▸ TASK DESCRIPTION: Pull out every line below that holds the word "collect".

▸ RAW DATA:
----

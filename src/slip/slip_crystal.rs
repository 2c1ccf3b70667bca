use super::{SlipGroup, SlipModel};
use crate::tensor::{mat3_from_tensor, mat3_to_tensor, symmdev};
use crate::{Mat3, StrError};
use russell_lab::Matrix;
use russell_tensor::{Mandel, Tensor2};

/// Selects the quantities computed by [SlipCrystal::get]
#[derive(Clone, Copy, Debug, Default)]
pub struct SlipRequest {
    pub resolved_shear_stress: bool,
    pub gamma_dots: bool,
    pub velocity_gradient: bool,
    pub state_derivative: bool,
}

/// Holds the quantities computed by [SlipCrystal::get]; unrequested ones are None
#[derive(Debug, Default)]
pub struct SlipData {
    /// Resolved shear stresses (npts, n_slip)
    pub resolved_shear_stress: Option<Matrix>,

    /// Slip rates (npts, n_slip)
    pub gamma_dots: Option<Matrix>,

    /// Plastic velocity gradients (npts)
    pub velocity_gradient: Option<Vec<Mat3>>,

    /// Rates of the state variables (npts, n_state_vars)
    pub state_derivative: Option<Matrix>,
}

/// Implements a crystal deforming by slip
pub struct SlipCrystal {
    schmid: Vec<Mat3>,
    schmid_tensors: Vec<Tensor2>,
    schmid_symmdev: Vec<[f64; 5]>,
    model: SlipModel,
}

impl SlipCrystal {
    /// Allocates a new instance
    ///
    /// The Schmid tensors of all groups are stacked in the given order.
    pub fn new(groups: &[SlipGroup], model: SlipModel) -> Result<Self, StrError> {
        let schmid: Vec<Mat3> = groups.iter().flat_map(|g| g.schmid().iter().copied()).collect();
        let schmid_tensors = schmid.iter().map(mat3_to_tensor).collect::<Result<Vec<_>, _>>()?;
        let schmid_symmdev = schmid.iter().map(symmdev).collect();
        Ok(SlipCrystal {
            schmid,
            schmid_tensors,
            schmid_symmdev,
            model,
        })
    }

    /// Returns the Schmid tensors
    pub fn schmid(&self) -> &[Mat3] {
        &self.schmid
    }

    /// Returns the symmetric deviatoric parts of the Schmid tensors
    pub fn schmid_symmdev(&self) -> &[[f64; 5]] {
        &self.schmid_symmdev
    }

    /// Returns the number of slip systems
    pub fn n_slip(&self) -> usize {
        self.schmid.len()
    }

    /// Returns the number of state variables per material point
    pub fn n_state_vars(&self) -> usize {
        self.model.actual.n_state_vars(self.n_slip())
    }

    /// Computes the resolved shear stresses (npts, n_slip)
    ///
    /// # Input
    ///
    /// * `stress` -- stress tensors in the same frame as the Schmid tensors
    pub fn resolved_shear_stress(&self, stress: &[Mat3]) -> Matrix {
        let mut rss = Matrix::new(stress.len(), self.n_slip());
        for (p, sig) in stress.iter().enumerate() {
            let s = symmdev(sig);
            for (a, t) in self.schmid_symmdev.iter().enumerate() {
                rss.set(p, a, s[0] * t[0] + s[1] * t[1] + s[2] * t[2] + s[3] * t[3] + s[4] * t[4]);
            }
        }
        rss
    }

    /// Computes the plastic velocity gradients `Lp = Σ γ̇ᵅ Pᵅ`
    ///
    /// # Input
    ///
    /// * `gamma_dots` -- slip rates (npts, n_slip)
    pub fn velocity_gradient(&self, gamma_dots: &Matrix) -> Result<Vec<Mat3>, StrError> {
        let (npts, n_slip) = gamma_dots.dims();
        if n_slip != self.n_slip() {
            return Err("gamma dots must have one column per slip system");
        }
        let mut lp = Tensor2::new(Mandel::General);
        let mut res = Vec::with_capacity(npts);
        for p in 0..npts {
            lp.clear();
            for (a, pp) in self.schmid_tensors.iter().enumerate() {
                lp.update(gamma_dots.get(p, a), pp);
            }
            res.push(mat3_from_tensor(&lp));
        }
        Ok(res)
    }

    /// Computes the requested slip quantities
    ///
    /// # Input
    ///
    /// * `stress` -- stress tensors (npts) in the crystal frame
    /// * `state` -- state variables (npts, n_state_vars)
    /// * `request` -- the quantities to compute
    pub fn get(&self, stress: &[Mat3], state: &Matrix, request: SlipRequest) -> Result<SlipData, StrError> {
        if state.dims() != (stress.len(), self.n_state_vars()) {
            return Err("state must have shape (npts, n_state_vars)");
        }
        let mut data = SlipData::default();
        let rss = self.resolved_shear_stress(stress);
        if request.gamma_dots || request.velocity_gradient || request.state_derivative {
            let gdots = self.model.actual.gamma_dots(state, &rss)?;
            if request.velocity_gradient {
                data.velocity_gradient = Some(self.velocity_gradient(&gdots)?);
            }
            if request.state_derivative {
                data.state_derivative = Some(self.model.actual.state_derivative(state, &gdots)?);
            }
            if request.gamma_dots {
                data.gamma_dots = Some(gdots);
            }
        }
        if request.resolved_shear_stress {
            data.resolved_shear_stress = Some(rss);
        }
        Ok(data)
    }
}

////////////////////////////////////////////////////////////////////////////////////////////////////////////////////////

----

▸ OUTPUT BELOW:
        let schmid: Vec<Mat3> = groups.iter().flat_map(|g| g.schmid().iter().copied()).collect();
        let schmid_tensors = schmid.iter().map(mat3_to_tensor).collect::<Result<Vec<_>, _>>()?;
        let schmid_symmdev = schmid.iter().map(symmdev).collect();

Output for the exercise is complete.